Domestic demand increased by 0.5% and net trade provided a small but positive boost to overall growth. Surveys point to still robust growth for the remainder of the year.
"Our forecast has GDP growth at 2.1% this year, well above potential growth for the eurozone that we estimate to be around 1%," S&P noted.
"What's comforting is that first, the above-trend performance is currently common to each of the four largest economies of the eurozone. Second, the dispersion in growth rates across all member countries of the single monetary union is at its lowest since 1999."
Looking ahead, the ratings agency forecast investment to add more support to growth. "Investment added 0.5 percentage point to GDP growth in 2016, and is likely to bring a similar contribution this year and next."

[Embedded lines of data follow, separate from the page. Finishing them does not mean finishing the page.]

//! Transport Adapters
//!
//! Implementations of the [`Transport`](crate::application::ports::Transport)
//! port.

mod memory;
mod websocket;

pub use memory::{InMemoryPeer, InMemoryTransport};
pub use websocket::WebSocketTransport;
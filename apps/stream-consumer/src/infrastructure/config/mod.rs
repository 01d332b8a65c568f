//! Configuration Module
//!
//! Configuration loading for the stream consumer.

mod settings;

pub use settings::{
    ConfigError, ConsumerConfig, DEFAULT_STREAM_URL, DEFAULT_TOKEN_URL, LoginSettings,
    RenewalSettings, RetrySettings, SubscriptionSettings,
};
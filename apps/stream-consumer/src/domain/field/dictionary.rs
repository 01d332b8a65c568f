//! Field Dictionary
//!
//! Maps field ids to acronyms and enumerated codes to display strings.
//! The dictionary is read-only once built and shared between decoders.

use std::collections::HashMap;

use super::DataType;

/// Definition of a single field.
#[derive(Debug, Clone, PartialEq, Eq)]
struct FieldDefinition {
    name: String,
    data_type: DataType,
}

/// Field id → name/type lookup plus per-field enum display tables.
#[derive(Debug, Clone, Default)]
pub struct FieldDictionary {
    fields: HashMap<i16, FieldDefinition>,
    enums: HashMap<i16, HashMap<u16, String>>,
}

impl FieldDictionary {
    /// Create an empty dictionary.
    #[must_use]
    pub fn new() -> Self {
        Self::default()
    }

    /// Dictionary preloaded with common market-price fields.
    #[must_use]
    pub fn builtin() -> Self {
        let mut dict = Self::new();

        dict.insert_field(1, "PROD_PERM", DataType::UInt);
        dict.insert_field(3, "DSPLY_NAME", DataType::RmtesString);
        dict.insert_field(4, "RDN_EXCHID", DataType::Enum);
        dict.insert_field(6, "TRDPRC_1", DataType::Real);
        dict.insert_field(11, "NETCHNG_1", DataType::Real);
        dict.insert_field(15, "CURRENCY", DataType::Enum);
        dict.insert_field(16, "ACTIV_DATE", DataType::Date);
        dict.insert_field(22, "BID", DataType::Real);
        dict.insert_field(25, "ASK", DataType::Real);
        dict.insert_field(30, "BIDSIZE", DataType::Real);
        dict.insert_field(31, "ASKSIZE", DataType::Real);
        dict.insert_field(32, "ACVOL_1", DataType::Real);
        dict.insert_field(259, "RECORDTYPE", DataType::UInt);
        dict.insert_field(875, "VALUE_DT1", DataType::Date);
        dict.insert_field(1010, "VALUE_TS1", DataType::Time);
        dict.insert_field(1025, "QUOTIM", DataType::Time);
        dict.insert_field(3855, "QUOTIM_MS", DataType::UInt);

        for (code, display) in [
            (36, "AUD"),
            (124, "CAD"),
            (156, "CNY"),
            (392, "JPY"),
            (756, "CHF"),
            (826, "GBP"),
            (840, "USD"),
            (978, "EUR"),
        ] {
            dict.insert_enum(15, code, display);
        }

        dict
    }

    /// Register or replace a field definition.
    pub fn insert_field(&mut self, field_id: i16, name: impl Into<String>, data_type: DataType) {
        self.fields.insert(
            field_id,
            FieldDefinition {
                name: name.into(),
                data_type,
            },
        );
    }

    /// Register an enum display string for a field.
    pub fn insert_enum(&mut self, field_id: i16, code: u16, display: impl Into<String>) {
        self.enums
            .entry(field_id)
            .or_default()
            .insert(code, display.into());
    }

    /// Acronym of a field.
    #[must_use]
    pub fn name(&self, field_id: i16) -> Option<&str> {
        self.fields.get(&field_id).map(|f| f.name.as_str())
    }

    /// Dictionary data type of a field.
    #[must_use]
    pub fn data_type(&self, field_id: i16) -> Option<DataType> {
        self.fields.get(&field_id).map(|f| f.data_type)
    }

    /// Display string for an enumerated code.
    #[must_use]
    pub fn enum_display(&self, field_id: i16, code: u16) -> Option<&str> {
        self.enums
            .get(&field_id)
            .and_then(|table| table.get(&code))
            .map(String::as_str)
    }

    /// Look up a field id by acronym.
    #[must_use]
    pub fn field_id(&self, name: &str) -> Option<i16> {
        self.fields
            .iter()
            .find(|(_, def)| def.name == name)
            .map(|(id, _)| *id)
    }

    /// Number of field definitions.
    #[must_use]
    pub fn len(&self) -> usize {
        self.fields.len()
    }

    /// Check whether the dictionary has no fields.
    #[must_use]
    pub fn is_empty(&self) -> bool {
        self.fields.is_empty()
    }
}
impl Session {
    /// Create a disconnected session.
    ///
    /// Returns the session and the receiving end of its event channel.
    #[must_use]
    pub fn new(
        transport: Arc<dyn Transport>,
        endpoint: Arc<dyn TokenEndpoint>,
        handlers: MessageHandlers,
        config: SessionConfig,
    ) -> (Self, mpsc::Receiver<SessionEvent>) {
        Self::with_decoder(transport, endpoint, handlers, FieldListDecoder::default(), config)
    }

    /// Create a disconnected session with a custom field dictionary.
    #[must_use]
    pub fn with_decoder(
        transport: Arc<dyn Transport>,
        endpoint: Arc<dyn TokenEndpoint>,
        handlers: MessageHandlers,
        decoder: FieldListDecoder,
        config: SessionConfig,
    ) -> (Self, mpsc::Receiver<SessionEvent>) {
        let (events, events_rx) = mpsc::channel(config.event_buffer.max(1));
        let registry = Arc::new(SubscriptionRegistry::new());
        let (end, _) = watch::channel(None);

        let inner = SessionInner {
            tokens: TokenManager::with_schedule(endpoint, config.renewal),
            dispatcher: StreamDispatcher::new(Arc::clone(&registry), decoder, handlers),
            config,
            transport,
            registry,
            codec: OmmCodec::new(),
            events,
            cancel: CancellationToken::new(),
            closing: AtomicBool::new(false),
            reconnecting: AtomicBool::new(false),
            login_rejection: Mutex::new(None),
            renewal: Mutex::new(None),
            inbound: Mutex::new(None),
            reconnect_task: Mutex::new(None),
            end,
        };

        (
            Self {
                inner: Arc::new(inner),
            },
            events_rx,
        )
    }

    /// Authenticate, connect and log in.
    ///
    /// # Errors
    ///
    /// - `Auth` if no token could be obtained
    /// - `Connect` if the transport could not be opened
    /// - `LoginRejected` / `LoginTimeout` if the login was not accepted
    /// - `Cancelled` if [`close`](Self::close) ran meanwhile
    /// - `AlreadyOpen` / `Closed` on misuse
    pub async fn open(&self, credentials: Credentials) -> Result<(), SessionError> {
        let inner = &self.inner;

        if inner.closing.load(Ordering::SeqCst) || inner.dispatcher.state().is_closed() {
            return Err(SessionError::Closed);
        }
        if !inner.set_state(ConnectionState::Connecting) {
            return Err(SessionError::AlreadyOpen);
        }

        let result = tokio::select! {
            biased;
            () = inner.cancel.cancelled() => Err(SessionError::Cancelled),
            r = inner.establish(Some(credentials)) => r,
        };

        match result {
            Ok(()) => {
                tracing::info!("Session open");
                Ok(())
            }
            Err(_) if inner.cancel.is_cancelled() => Err(SessionError::Cancelled),
            Err(e) => {
                tracing::warn!(error = %e, "Session open failed");
                inner.release_connection().await;
                if inner.dispatcher.state() == ConnectionState::Connecting {
                    inner.set_state(ConnectionState::Disconnected);
                }
                Err(e)
            }
        }
    }

    /// Request a streaming item.
    ///
    /// # Errors
    ///
    /// Returns `NotLoggedIn` before login, or the transport error if the
    /// request could not be sent (the subscription is then discarded).
    pub async fn subscribe(
        &self,
        service_name: impl Into<String>,
        item_name: impl Into<String>,
        domain: DomainKind,
        view: Option<Vec<i16>>,
    ) -> Result<Handle, SessionError> {
        self.subscribe_request(SubscriptionRequest {
            service_name: service_name.into(),
            item_name: item_name.into(),
            domain,
            view,
        })
        .await
    }

    /// Request a streaming item described by a [`SubscriptionRequest`].
    ///
    /// # Errors
    ///
    /// See [`subscribe`](Self::subscribe).
    pub async fn subscribe_request(
        &self,
        request: SubscriptionRequest,
    ) -> Result<Handle, SessionError> {
        let inner = &self.inner;
        inner.ensure_logged_in()?;

        let handle = inner.registry.subscribe(request.clone());
        let message = ItemRequest::new(
            handle,
            request.domain,
            request.service_name,
            request.item_name,
            request.view,
        );

        if let Err(e) = inner.send(&message).await {
            inner.registry.unsubscribe(handle);
            tracing::warn!(%handle, error = %e, "Item request not sent");
            return Err(e);
        }

        tracing::info!(%handle, service = %message.service, item = %message.name, "Subscribed");
        metrics::set_subscriptions(inner.registry.stats());
        Ok(handle)
    }

    /// Drop a subscription. Unknown handles are a no-op.
    ///
    /// # Errors
    ///
    /// Returns the transport error if the close request could not be sent;
    /// the subscription is removed regardless.
    pub async fn unsubscribe(&self, handle: Handle) -> Result<(), SessionError> {
        let inner = &self.inner;
        let Ok(previous) = inner.registry.lookup(handle) else {
            return Ok(());
        };
        let Some(subscription) = inner.registry.unsubscribe(handle) else {
            return Ok(());
        };
        metrics::set_subscriptions(inner.registry.stats());

        let live = previous.status.is_replayable()
            && inner.dispatcher.state() == ConnectionState::LoggedIn;

        if live {
            inner
                .send(&CloseRequest::new(handle, subscription.domain))
                .await?;
        }

        tracing::info!(%handle, item = %subscription.item_name, "Unsubscribed");
        Ok(())
    }

    /// Log out and release every resource. Safe to call more than once.
    pub async fn close(&self) {
        self.inner.close().await;
    }

    /// Wait until the session ends.
    ///
    /// # Errors
    ///
    /// Returns `SessionLost` when the session ended because reconnects were
    /// exhausted.
    pub async fn wait_closed(&self) -> Result<(), SessionError> {
        let mut end = self.inner.end.subscribe();
        let reason = *end
            .wait_for(Option::is_some)
            .await
            .map_err(|_| SessionError::Closed)?;

        match reason {
            Some(SessionEnd::Lost) => Err(SessionError::SessionLost),
            _ => Ok(()),
        }
    }

    /// Current connection state.
    #[must_use]
    pub fn state(&self) -> ConnectionState {
        self.inner.dispatcher.state()
    }

    /// Watch connection state changes.
    #[must_use]
    pub fn watch_state(&self) -> watch::Receiver<ConnectionState> {
        self.inner.dispatcher.watch_state()
    }

    /// Snapshot of a subscription.
    ///
    /// # Errors
    ///
    /// Returns `UnknownHandle` for unknown or removed handles.
    pub fn subscription(&self, handle: Handle) -> Result<Subscription, RegistryError> {
        self.inner.registry.lookup(handle)
    }

    /// Snapshot of every subscription.
    #[must_use]
    pub fn subscriptions(&self) -> Vec<Subscription> {
        self.inner.registry.all()
    }

    /// The active token.
    #[must_use]
    pub fn current_token(&self) -> Option<Arc<Token>> {
        self.inner.tokens.current()
    }

    /// Replace the credentials used by the next renewal or reconnect.
    pub fn rotate_credentials(&self, credentials: Credentials) {
        self.inner.tokens.rotate_credentials(credentials);
    }
}
//! WebSocket Transport
//!
//! [`Transport`] over tokio-tungstenite. Each protocol message travels as
//! one binary frame. A per-connection task owns the socket: it forwards
//! inbound binary frames, answers pings, and writes outbound frames queued
//! by [`send`](Transport::send).

use std::time::Duration;

use async_trait::async_trait;
use futures_util::{SinkExt, StreamExt};
use parking_lot::Mutex;
use tokio::net::TcpStream;
use tokio::sync::mpsc;
use tokio::task::JoinHandle;
use tokio_tungstenite::tungstenite::Message;
use tokio_tungstenite::{MaybeTlsStream, WebSocketStream};
use tokio_util::sync::CancellationToken;

use crate::application::ports::{Transport, TransportError, TransportEvent};

/// Frames buffered in each direction.
const DEFAULT_BUFFER: usize = 1024;

/// How long `disconnect` waits for the close handshake.
const CLOSE_TIMEOUT: Duration = Duration::from_secs(2);

struct Connection {
    outbound: mpsc::Sender<Vec<u8>>,
    cancel: CancellationToken,
    task: JoinHandle<()>,
}

/// WebSocket client transport.
pub struct WebSocketTransport {
    url: String,
    buffer: usize,
    connection: Mutex<Option<Connection>>,
}

impl std::fmt::Debug for WebSocketTransport {
    fn fmt(&self, f: &mut std::fmt::Formatter<'_>) -> std::fmt::Result {
        f.debug_struct("WebSocketTransport")
            .field("url", &self.url)
            .field("connected", &self.is_connected())
            .finish_non_exhaustive()
    }
}

impl WebSocketTransport {
    /// Create a transport for a `ws://` or `wss://` URL.
    #[must_use]
    pub fn new(url: impl Into<String>) -> Self {
        Self {
            url: url.into(),
            buffer: DEFAULT_BUFFER,
            connection: Mutex::new(None),
        }
    }

    /// Server URL.
    #[must_use]
    pub fn url(&self) -> &str {
        &self.url
    }

    /// Check whether a connection task is running.
    #[must_use]
    pub fn is_connected(&self) -> bool {
        self.connection
            .lock()
            .as_ref()
            .is_some_and(|c| !c.task.is_finished())
    }
}

#[async_trait]
impl Transport for WebSocketTransport {
    async fn connect(&self) -> Result<mpsc::Receiver<TransportEvent>, TransportError> {
        self.disconnect().await;

        tracing::info!(url = %self.url, "Connecting to stream");
        let (ws_stream, _response) = tokio_tungstenite::connect_async(&self.url)
            .await
            .map_err(|e| TransportError::Connect {
                message: e.to_string(),
            })?;

        let (events_tx, events_rx) = mpsc::channel(self.buffer);
        let (outbound_tx, outbound_rx) = mpsc::channel(self.buffer);
        let cancel = CancellationToken::new();

        let task = tokio::spawn(run_connection(
            ws_stream,
            outbound_rx,
            events_tx,
            cancel.clone(),
        ));

        *self.connection.lock() = Some(Connection {
            outbound: outbound_tx,
            cancel,
            task,
        });

        tracing::info!(url = %self.url, "Stream connected");
        Ok(events_rx)
    }

    async fn send(&self, frame: Vec<u8>) -> Result<(), TransportError> {
        let outbound = self
            .connection
            .lock()
            .as_ref()
            .map(|c| c.outbound.clone())
            .ok_or(TransportError::NotConnected)?;

        outbound
            .send(frame)
            .await
            .map_err(|_| TransportError::NotConnected)
    }

    async fn disconnect(&self) {
        let Some(connection) = self.connection.lock().take() else {
            return;
        };

        if !stop_connection(&connection.cancel, connection.task, CLOSE_TIMEOUT).await {
            tracing::warn!("Close handshake timed out, connection task aborted");
        }
        tracing::debug!(url = %self.url, "Stream disconnected");
    }
}

/// Cancel the connection task and wait up to `limit` for it to finish.
/// A task still running after `limit` is aborted; returns `false` then.
async fn stop_connection(
    cancel: &CancellationToken,
    mut task: JoinHandle<()>,
    limit: Duration,
) -> bool {
    cancel.cancel();
    if tokio::time::timeout(limit, &mut task).await.is_ok() {
        return true;
    }
    task.abort();
    false
}

type WsStream = WebSocketStream<MaybeTlsStream<TcpStream>>;

async fn run_connection(
    ws_stream: WsStream,
    mut outbound: mpsc::Receiver<Vec<u8>>,
    events: mpsc::Sender<TransportEvent>,
    cancel: CancellationToken,
) {
    let (mut write, mut read) = ws_stream.split();

    let reason = loop {
        tokio::select! {
            biased;
            () = cancel.cancelled() => {
                if let Err(e) = write.send(Message::Close(None)).await {
                    tracing::debug!(error = %e, "Close frame not sent");
                }
                return;
            }
            frame = outbound.recv() => {
                let Some(frame) = frame else {
                    return;
                };
                if let Err(e) = write.send(Message::Binary(frame.into())).await {
                    break format!("write failed: {e}");
                }
            }
            msg = read.next() => {
                match msg {
                    Some(Ok(Message::Binary(data))) => {
                        if events.send(TransportEvent::Frame(data.to_vec())).await.is_err() {
                            tracing::debug!("Event receiver dropped");
                            return;
                        }
                    }
                    Some(Ok(Message::Ping(data))) => {
                        if let Err(e) = write.send(Message::Pong(data)).await {
                            break format!("pong failed: {e}");
                        }
                    }
                    Some(Ok(Message::Close(frame))) => {
                        tracing::info!("Server sent close frame");
                        break frame.map_or_else(
                            || "closed by server".to_string(),
                            |f| {
                                format!(
                                    "closed by server ({}): {}",
                                    u16::from(f.code),
                                    f.reason.as_str()
                                )
                            },
                        );
                    }
                    Some(Ok(Message::Text(text))) => {
                        tracing::debug!(len = text.len(), "Ignoring text frame");
                    }
                    Some(Ok(_)) => {}
                    Some(Err(e)) => break e.to_string(),
                    None => break "stream ended".to_string(),
                }
            }
        }
    };

    tracing::warn!(reason = %reason, "Stream connection lost");
    let _ = events.send(TransportEvent::Closed { reason }).await;
}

Jean-Michel Six, chief economist for Europe, the Middle East, and Africa, at S&P Global Ratings, said: "The eurozone is the only region in the world that experienced two recessions after the financial crisis, instead of just one like the US or UK: The first one in 2009 and the second one in 2011 and 2012. But this time it's different. This upturn is indeed benefitting the region as a whole."
However, S&P noted the recovery in credit to the private sector remains sluggish. The pickup in loans to households is mainly attributable to strong demand for housing loans while the flow of loans to non-financial corporations remains relatively weak.
The agency also expects the European Central Bank to announce a slowdown in asset purchases in first-half of 2018 with a view to winding them down completely in early 2019.
"But too strong a euro foreign exchange rate could lead the ECB to taper for a longer time and possibly cut its already negative interest rate on bank deposits," Six concluded.